What is the pistachio plant
L'pistachio tree (Pistacia vera) is a member of the Anacardiaceae family, and is related to cashew, mango and sumac, as well as ivy and oak.
Pistachios are a small bushy deciduous tree native to Western Asia and Asia Minor, from Syria to the Caucasus and Afghanistan, which grows slowly to moderate heights, which are rarely touched ... as they are generally pruned to avoid excessive development.
Pollination and cultivation of pistachio
The pistachio trees I'm dioecious, which means that the trees produce only male or female flowers. Therefore, both a male and a female tree are needed to produce those small nuts (evidently, on the female tree), with pollination favored by the wind. A female tree does not produce nuts unless there is a male tree growing nearby, and to maximize the chances of pollination, the male tree should be best planted upwind every 10 to 15 female trees.
Also note that pistachios have a long juvenile stage, and they usually don't produce many nuts for the first five years, instead reaching full production after 10 - 12 years. Another characteristic of pistachios is the tendency to biennial cultivation, which alternately bears many fruits a year, and then very few the following year.
The pistachio trees they are plants with a deep root system that allows them to extract the soil in depth and to draw water from close to the aquifer. This adaptation allows pistachios to survive long periods of drought. They are also considered to be more salt tolerant than many other species of tree nuts and fruit trees. Therefore, it is possible to grow pistachios even where the soil is very arid, almost desert.
Naturally, pistachios perform best in favorable soil conditions, prefer soils with a pH close to neutral and with decent depth.
The largest difficulties in the cultivation of pistachios is their climate needs. Pistachios require long, hot, dry summers and moderate winters. More precisely, to grow and produce their small nuts they require very hot summers (more than 600 hours above 30 degrees) and very cold winters (more than 1,000 hours of cold below 7 degrees), which results in a period of winter dormancy of about 6 weeks with temperatures below 7 degrees.
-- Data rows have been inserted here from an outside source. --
//! Parsed-sheet cache keyed by workbook file and sheet.
//!
//! Reading a macro workbook from the share takes seconds, so parsed tables
//! are reused for as long as the file's modification time is unchanged. A
//! SQLite copy survives restarts; it is only an optimization and every disk
//! cache failure degrades to a fresh parse.

use std::collections::HashMap;
use std::fs;
use std::path::{Path, PathBuf};
use std::sync::atomic::{AtomicUsize, Ordering};
use std::sync::{Arc, Mutex, MutexGuard, PoisonError};
use std::time::{SystemTime, UNIX_EPOCH};

use anyhow::Context;

use crate::domain::entities::table::Table;
use crate::infra::fs::files::check_file_name;
use crate::infra::import::xlsx::read_sheet_table;
use crate::infra::sqlite::queries::{cache_key, load_cached_table, store_cached_table};
use crate::infra::sqlite::schema::init_db;
use crate::usecase::ports::repo::StoreError;

pub const DISK_CACHE_FILE: &str = "table_cache.sqlite";

struct CacheEntry {
    mtime: SystemTime,
    table: Arc<Table>,
}

pub struct WorkbookCache {
    excel_dir: PathBuf,
    entries: Mutex<HashMap<(String, String), CacheEntry>>,
    disk_db: Option<PathBuf>,
    parse_count: AtomicUsize,
}

fn mtime_nanos(mtime: SystemTime) -> i64 {
    mtime
        .duration_since(UNIX_EPOCH)
        .map(|d| d.as_nanos() as i64)
        .unwrap_or_default()
}

impl WorkbookCache {
    pub fn new(excel_dir: impl Into<PathBuf>) -> Self {
        Self {
            excel_dir: excel_dir.into(),
            entries: Mutex::new(HashMap::new()),
            disk_db: None,
            parse_count: AtomicUsize::new(0),
        }
    }

    /// Enables the persistent layer. An unusable cache dir only disables it.
    pub fn with_disk_cache(mut self, cache_dir: &Path) -> Self {
        let db_path = cache_dir.join(DISK_CACHE_FILE);
        match init_db(&db_path) {
            Ok(()) => {
                log::info!("disk cache enabled: {}", db_path.display());
                self.disk_db = Some(db_path);
            }
            Err(err) => log::warn!("disk cache disabled: {err:#}"),
        }
        self
    }

    pub fn excel_dir(&self) -> &Path {
        &self.excel_dir
    }

    /// Full path of a workbook in the Excel directory; the file must exist.
    pub fn workbook_path(&self, file: &str) -> Result<PathBuf, StoreError> {
        check_file_name(file)?;
        let path = self.excel_dir.join(file);
        if !path.is_file() {
            log::error!("file not found: {}", path.display());
            return Err(StoreError::FileNotFound(file.to_string()));
        }
        Ok(path)
    }

    fn entries(&self) -> MutexGuard<'_, HashMap<(String, String), CacheEntry>> {
        self.entries.lock().unwrap_or_else(PoisonError::into_inner)
    }

    pub fn get_table(&self, file: &str, sheet: &str) -> Result<Arc<Table>, StoreError> {
        let path = self.workbook_path(file)?;
        let mtime = fs::metadata(&path)
            .and_then(|meta| meta.modified())
            .with_context(|| format!("failed to read mtime: {}", path.display()))?;
        let key = (file.to_string(), sheet.to_string());

        if let Some(entry) = self.entries().get(&key) {
            if entry.mtime == mtime {
                log::debug!("cache hit: {file} ({sheet})");
                return Ok(Arc::clone(&entry.table));
            }
        }

        let table = match self.load_from_disk(file, sheet, mtime) {
            Some(table) => {
                log::debug!("loaded {file} ({sheet}) from disk cache");
                Arc::new(table)
            }
            None => {
                log::debug!("reading workbook {} sheet={sheet}", path.display());
                let table = read_sheet_table(&path, sheet)?;
                self.parse_count.fetch_add(1, Ordering::SeqCst);
                log::info!(
                    "parsed {file} ({sheet}): {} rows, {} workbook reads so far",
                    table.row_count(),
                    self.parse_count()
                );
                self.store_to_disk(file, sheet, mtime, &table);
                Arc::new(table)
            }
        };

        self.entries().insert(
            key,
            CacheEntry {
                mtime,
                table: Arc::clone(&table),
            },
        );
        Ok(table)
    }

    fn load_from_disk(&self, file: &str, sheet: &str, mtime: SystemTime) -> Option<Table> {
        let db_path = self.disk_db.as_ref()?;
        match load_cached_table(db_path, &cache_key(file, sheet), mtime_nanos(mtime)) {
            Ok(table) => table,
            Err(err) => {
                log::warn!("failed to load from disk cache: {err:#}");
                None
            }
        }
    }

    fn store_to_disk(&self, file: &str, sheet: &str, mtime: SystemTime, table: &Table) {
        let Some(db_path) = self.disk_db.as_ref() else {
            return;
        };
        let key = cache_key(file, sheet);
        if let Err(err) = store_cached_table(db_path, &key, file, sheet, mtime_nanos(mtime), table)
        {
            log::warn!("failed to save disk cache: {err:#}");
        }
    }

    pub fn invalidate(&self, file: &str, sheet: &str) {
        self.entries()
            .remove(&(file.to_string(), sheet.to_string()));
    }

    pub fn invalidate_file(&self, file: &str) {
        self.entries().retain(|(cached_file, _), _| cached_file != file);
    }

    /// Number of real workbook parses since construction.
    pub fn parse_count(&self) -> usize {
        self.parse_count.load(Ordering::SeqCst)
    }
}
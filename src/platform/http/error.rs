use axum::http::StatusCode;
use axum::response::{IntoResponse, Response};
use axum::Json;
use serde_json::json;

use crate::usecase::ports::repo::StoreError;

/// Wraps a [`StoreError`] so handlers can return it with `?`.
#[derive(Debug)]
pub struct ApiError(pub StoreError);

impl From<StoreError> for ApiError {
    fn from(err: StoreError) -> Self {
        ApiError(err)
    }
}

impl ApiError {
    pub fn status(&self) -> StatusCode {
        match &self.0 {
            err if err.is_not_found() => StatusCode::NOT_FOUND,
            StoreError::Busy | StoreError::Conflict(_) => StatusCode::CONFLICT,
            StoreError::Validation(_) => StatusCode::BAD_REQUEST,
            StoreError::Forbidden => StatusCode::FORBIDDEN,
            _ => StatusCode::INTERNAL_SERVER_ERROR,
        }
    }
}

impl IntoResponse for ApiError {
    fn into_response(self) -> Response {
        let status = self.status();
        let detail = match &self.0 {
            StoreError::Internal(err) => format!("{err:#}"),
            other => other.to_string(),
        };
        if status.is_server_error() {
            log::error!("request failed: {detail}");
        } else {
            log::debug!("request rejected ({status}): {detail}");
        }
        (status, Json(json!({ "detail": detail }))).into_response()
    }
}
pub mod csv;
pub mod xlsx;
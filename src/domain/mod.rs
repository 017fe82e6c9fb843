pub mod conflict;
pub mod entities;
pub mod schema;
pub mod text;
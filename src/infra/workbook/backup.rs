use std::fs;
use std::path::{Path, PathBuf};

use anyhow::{Context, Result};
use chrono::{Local, NaiveDateTime};

pub const BACKUP_DIR: &str = "backup";

/// `<dir>/backup/<stem>_<YYYYmmdd_HHMMSS><.ext>`
pub fn backup_path(path: &Path, at: NaiveDateTime) -> PathBuf {
    let dir = path.parent().unwrap_or_else(|| Path::new("."));
    let stem = path
        .file_stem()
        .map(|s| s.to_string_lossy().into_owned())
        .unwrap_or_default();
    let ext = path
        .extension()
        .map(|e| format!(".{}", e.to_string_lossy()))
        .unwrap_or_default();
    dir.join(BACKUP_DIR)
        .join(format!("{stem}_{}{ext}", at.format("%Y%m%d_%H%M%S")))
}

pub fn create_backup(path: &Path) -> Result<PathBuf> {
    let dest = backup_path(path, Local::now().naive_local());
    if let Some(parent) = dest.parent() {
        fs::create_dir_all(parent)
            .with_context(|| format!("failed to create backup dir: {}", parent.display()))?;
    }
    fs::copy(path, &dest)
        .with_context(|| format!("failed to copy {} to {}", path.display(), dest.display()))?;
    Ok(dest)
}

fn run_backup(path: &Path) {
    match create_backup(path) {
        Ok(dest) => log::info!("backup created: {}", dest.display()),
        Err(err) => log::warn!("failed to create backup: {err:#}"),
    }
}

/// Fire-and-forget on the runtime's blocking pool; runs inline when called
/// outside a runtime.
pub fn schedule_backup(path: PathBuf) {
    match tokio::runtime::Handle::try_current() {
        Ok(handle) => {
            handle.spawn_blocking(move || run_backup(&path));
        }
        Err(_) => run_backup(&path),
    }
}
What places have these unique climatic conditions? In Italy it is evident that these characteristics are mainly satisfied in Sicily and in some areas of southern Italy, which can not only guarantee the necessary radiation and temperature, but also a semi-desert ground condition.
However, it is not excluded that pistachio can be grown in other latitudes, although pistachios give their best and produce the largest number of nuts in semi-desert arid climates that have long, hot and dry summers, with low humidity and cool winters. but not rigid. During the growing season, pistachios thrive in heat, with summer temperatures of around 37 degrees Celsius producing large quantities of the best nuts.
Also remember that being semi-desert trees, pistachios do not like humidity during the growing season. The high humidity, due for example to summer and autumn rains, favors fungal diseases, which overwinter on the trees and infect them the following year. Pollination is also affected by strong dry winds, late spring rains and frosts.
On the sidelines of the above we shared, the harsh reality that future growers face is that they are there very few places that are warm enough in summer, but mild enough in winter to grow pistachio trees!
But then what to do?
The problem of the sustainability or otherwise of pistachio cultivation in one's reference territory should be taken on as soon as possible, and we hope that with this few and primary information, gardeners can decide with greater knowledge of the facts whether or not it is possible to grow pistachio trees where they live!
So don't be fooled by those who say that they have grown a pistachio tree right next to your land: growing a tree and obtaining its production are in fact two completely different things, and you should therefore be sure of what we mean.
Generally speaking, unless you live in a place that can fully meet the needs of a pistachio tree and has room for at least two trees (male and female), our advice would be to choose a more appropriate tree. , which is less demanding and better suited to the climatic range in which it will be grown. Good luck!